Sunday, June 15, 2008

The Summary Of 215 Cases Of Dilatation Of Mitral Stenosis Performed Under Acupuncture Anesthesia

Department of Anesthesia, the Second Hospital, Hunan Medical College

From 1969 to 1975, 215 patients with rheumatic mitral stenosis were operated on (valvulotomy) under acupuncture anesthesia in our hospital. 205 patients were 20 to 40 years old and 10 patients were over 40. The degree of disability of 153 patients was classified to be grade II according to Chinese cardiac functional classification and that of 62 patients to be grade III. At the beginning, we used several points and the needles were manipulated by hand (27 cases). Needling at three points on the operated side were used later, which were Hegu, Neiguan penetrating to Waiguan; Hegu, Binao penetrating to Jianyu; Sanyanglu penetrating to Ximen, the "thoracic" area (of opposite scalp) with electrical stimulation (188 cases). The efficacy of acupuncture anesthesia was excellent in 116 cases (grade I), good in 71 cases (grade II) and moderate in 20 cases (grade III) and 8 cases were unsuccessful.


Our experience can be summarized as follows:

1. The relationship between the points and the efficacy: There was no significant difference in effect of acupuncture anesthesia between different groups of points we used. The analgesia was related to the intensity of needling stimulation. Greater electric stimulation provided better analgesia.

2. The relationship between the duration of operation and the efficacy: If the duration of operation was short the effect was good, otherwise the effect was poor.

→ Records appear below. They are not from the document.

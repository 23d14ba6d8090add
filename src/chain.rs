//! Embedded EVM chain: block envelope, ordinary transactions, and the engine interface.
//!
//! The envelope is the RLP encoding of [EthBlock]. An atomic transaction rides along in
//! `header.extra_data`, so a single byte string round-trips through the consensus host.

use once_cell::sync::OnceCell;
use rlp_derive::{RlpDecodable, RlpEncodable};
use sha3::Digest;
use thiserror::Error;

use crate::common::{
    u256_1, Addr, Bytes, Gas, Hash, NullableAddr, Wei, U256, U256RLP,
};
use crate::state::StateDB;

#[derive(Error, Debug, Clone, PartialEq, Eq)]
pub enum EngineError {
    #[error("unknown block {0}")]
    UnknownBlock(Hash),
    #[error("transaction {0} has an invalid signature")]
    InvalidSender(Hash),
    #[error("transaction {tx} has nonce {got}, expected {expected}")]
    NonceMismatch { tx: Hash, expected: u64, got: u64 },
    #[error("transaction {0} cannot pay for value and gas")]
    InsufficientBalance(Hash),
    #[error("transaction {0} is not supported by the engine")]
    Unsupported(Hash),
    #[error("engine failure: {0}")]
    Other(String),
}

#[derive(RlpDecodable, RlpEncodable, Clone, Debug, PartialEq, Eq)]
pub struct Header {
    pub parent_hash: Hash,
    pub coinbase: Addr,
    pub state_root: Hash,
    pub tx_root: Hash,
    pub number: u64,
    pub gas_limit: Gas,
    pub timestamp: u64,
    pub extra_data: Bytes,
}

impl Header {
    pub fn hash(&self) -> Hash {
        Hash::hash(&rlp::encode(self))
    }
}

#[derive(RlpDecodable, RlpEncodable, Clone, Debug, PartialEq, Eq)]
pub struct EthBlock {
    pub header: Header,
    pub txs: Vec<EthTx>,
}

impl EthBlock {
    /// Seal a block: the transaction root is derived from `txs`.
    pub fn new(mut header: Header, txs: Vec<EthTx>) -> Self {
        header.tx_root = tx_root(&txs);
        Self { header, txs }
    }

    pub fn hash(&self) -> Hash {
        self.header.hash()
    }

    pub fn parent_hash(&self) -> &Hash {
        &self.header.parent_hash
    }

    pub fn number(&self) -> u64 {
        self.header.number
    }

    pub fn extra_data(&self) -> &[u8] {
        &self.header.extra_data
    }

    pub fn encode(&self) -> Vec<u8> {
        rlp::encode(self).to_vec()
    }

    /// Decode an envelope, checking that the body matches the header.
    pub fn decode(bytes: &[u8]) -> Result<Self, rlp::DecoderError> {
        let block: EthBlock = rlp::decode(bytes)?;
        if block.header.tx_root != tx_root(&block.txs) {
            return Err(rlp::DecoderError::Custom("transaction root mismatch"))
        }
        Ok(block)
    }
}

pub fn tx_root(txs: &[EthTx]) -> Hash {
    let mut stream = rlp::RlpStream::new_list(txs.len());
    for tx in txs {
        stream.append(tx);
    }
    Hash::hash(&stream.out())
}

/// An ordinary (legacy, EIP-155 protected) EVM transaction.
#[derive(RlpDecodable, RlpEncodable, Clone, Debug, PartialEq, Eq)]
pub struct EthTx {
    pub nonce: u64,
    pub gas_price: Wei,
    pub gas: Gas,
    pub to: NullableAddr,
    pub value: Wei,
    pub data: Bytes,
    v: U256RLP,
    r: U256RLP,
    s: U256RLP,
}

impl EthTx {
    /// Build and sign a transaction. `sign_hash` must return `[r || s || recid]` over the given
    /// digest.
    pub fn signed(
        nonce: u64, gas_price: Wei, gas: Gas, to: Option<Addr>, value: Wei,
        data: Bytes, chain_id: u64,
        sign_hash: impl FnOnce(&[u8; 32]) -> [u8; 65],
    ) -> Self {
        let mut tx = Self {
            nonce,
            gas_price,
            gas,
            to: NullableAddr(to),
            value,
            data,
            v: U256RLP(U256::zero()),
            r: U256RLP(U256::zero()),
            s: U256RLP(U256::zero()),
        };
        let sig = sign_hash(&tx.sig_hash(&chain_id.into()).to_fixed_bytes());
        tx.r = U256RLP(U256::from_big_endian(&sig[..32]));
        tx.s = U256RLP(U256::from_big_endian(&sig[32..64]));
        tx.v = U256RLP(U256::from(sig[64] as u64 + 35 + chain_id * 2));
        tx
    }

    pub fn hash(&self) -> Hash {
        Hash::hash(&rlp::encode(self))
    }

    pub fn to(&self) -> Option<&Addr> {
        self.to.0.as_ref()
    }

    fn sig_hash(&self, chain_id: &U256) -> Hash {
        let mut stream = rlp::RlpStream::new_list(9);
        stream
            .append(&self.nonce)
            .append(&self.gas_price)
            .append(&self.gas);
        match &self.to.0 {
            Some(addr) => stream.append(addr),
            None => stream.append_empty_data(),
        }
        .append(&self.value)
        .append(&self.data)
        .append(&U256RLP(*chain_id))
        .append(&0u64)
        .append(&0u64);
        Hash::hash(&stream.out())
    }

    /// Recover the sender, or `None` if the signature is invalid or bound to another chain.
    pub fn sender(&self, chain_id: &U256) -> Option<Addr> {
        let v = &self.v.0;
        if v.bits() > 64 {
            return None
        }
        let offset = chain_id
            .checked_mul(U256::from(2u64))?
            .checked_add(U256::from(35u64))?;
        let recid = v.checked_sub(offset)?;
        if recid > *u256_1() {
            return None
        }
        recover_plain(&self.sig_hash(chain_id), self.r.0, self.s.0, recid.low_u64())
    }
}

#[inline]
fn secp256k1_n() -> &'static U256 {
    static V: OnceCell<U256> = OnceCell::new();
    V.get_or_init(|| {
        U256::from_big_endian(&[
            0xff, 0xff, 0xff, 0xff, 0xff, 0xff, 0xff, 0xff, 0xff, 0xff, 0xff,
            0xff, 0xff, 0xff, 0xff, 0xfe, 0xba, 0xae, 0xdc, 0xe6, 0xaf, 0x48,
            0xa0, 0x3b, 0xbf, 0xd2, 0x5e, 0x8c, 0xd0, 0x36, 0x41, 0x41,
        ])
    })
}

#[inline]
fn secp256k1_half_n() -> &'static U256 {
    static V: OnceCell<U256> = OnceCell::new();
    V.get_or_init(|| secp256k1_n() / 2)
}

fn recover_plain(hash: &Hash, r: U256, s: U256, v: u64) -> Option<Addr> {
    if &r < u256_1() || &s < u256_1() {
        return None
    }
    if &s > secp256k1_half_n() || &r >= secp256k1_n() {
        return None
    }
    let mut sig = [0u8; 64];
    r.to_big_endian(&mut sig[..32]);
    s.to_big_endian(&mut sig[32..]);
    let sig = libsecp256k1::Signature::parse_standard(&sig).ok()?;
    let msg = libsecp256k1::Message::parse_slice(hash.as_bytes()).ok()?;
    let recover_id = libsecp256k1::RecoveryId::parse(v as u8).ok()?;
    let pubkey = libsecp256k1::recover(&msg, &sig, &recover_id)
        .ok()?
        .serialize();
    Some(Addr::from_slice(
        &sha3::Keccak256::digest(&pubkey[1..]).as_slice()[12..],
    ))
}

/// The embedded EVM engine. It owns ordinary transaction execution and the EVM-level view of
/// blocks; the VM drives it from the decision thread.
pub trait EvmEngine: Send + Sync {
    fn chain_id(&self) -> U256;
    fn genesis(&self) -> EthBlock;
    fn get_block(&self, hash: &Hash) -> Option<EthBlock>;
    /// Post-state of an inserted block.
    fn block_state(&self, hash: &Hash) -> Result<Box<dyn StateDB>, EngineError>;
    /// Execute the ordinary transactions of a block on top of `state`.
    fn apply_transactions(
        &self, header: &Header, txs: &[EthTx], state: &mut dyn StateDB,
    ) -> Result<(), EngineError>;
    /// Record a verified, still undecided block together with its post-state.
    fn insert_block(
        &self, block: &EthBlock, state: Box<dyn StateDB>,
    ) -> Result<(), EngineError>;
    /// Finalize a previously inserted block.
    fn accept_block(&self, hash: &Hash) -> Result<(), EngineError>;
    fn set_preference(&self, hash: &Hash) -> Result<(), EngineError>;
    /// Take up to `max` pending ordinary transactions for a new block.
    fn pending_transactions(&self, max: usize) -> Vec<EthTx>;
}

3. The relationship between the cardiac function and the efficacy: The efficacy of acupuncture anesthesia was not related to the severity of the disease and the degree of disability as well.

4. The management of the mediastinal flutter: After the chest being opened the mediastinal flutter was the main source of failure of acupuncture anesthesia. So we trained the patient to practise slow abdominal respiration before the operation. Before entering the chest cavity oxygen was given, then a small incision was made in the pleura in order to make the patient adaptable to the change of pressure. The patient was advised to do deep and slow abdominal inspiration after the chest was opened. If the analgesia was not complete, 10-15 ml. of 0.25% procaine or 1% xylocaine could be used to block the intercostal nerves. By this way a better control over the mediastinal flutter could be achieved.